── Provided material ──

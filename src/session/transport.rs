use crate::session::SessionEvent;
use anyhow::Result;
use async_trait::async_trait;
use tokio::sync::mpsc;
use uuid::Uuid;

/// The pairing side of the external messaging transport.
///
/// Implementations report lifecycle changes by sending `SessionEvent`s tagged
/// with the `session_id` they were started for.
#[async_trait]
pub trait SessionTransport: Send + Sync {
    /// Start pairing for `session_id`. Returns once pairing has been requested;
    /// progress arrives later on `events`.
    async fn begin_pairing(
        &self,
        session_id: Uuid,
        events: mpsc::Sender<SessionEvent>,
    ) -> Result<()>;

    /// Tear down the transport connection for `session_id`.
    async fn teardown(&self, session_id: Uuid) -> Result<()>;
}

───

- **Exercise brief**:
Going line by line, set down the data above exactly as given.

- **Task output**:
filename src/session/transport.rs
use crate::session::SessionEvent;
use anyhow::Result;
use async_trait::async_trait;
use tokio::sync::mpsc;
use uuid::Uuid;

/// The pairing side of the external messaging transport.
///
/// Implementations report lifecycle changes by sending `SessionEvent`s tagged
/// with the `session_id` they were started for.
#[async_trait]
pub trait SessionTransport: Send + Sync {
    /// Start pairing for `session_id`. Returns once pairing has been requested;
    /// progress arrives later on `events`.
    async fn begin_pairing(
        &self,
        session_id: Uuid,
        events: mpsc::Sender<SessionEvent>,
    ) -> Result<()>;

    /// Tear down the transport connection for `session_id`.
    async fn teardown(&self, session_id: Uuid) -> Result<()>;
}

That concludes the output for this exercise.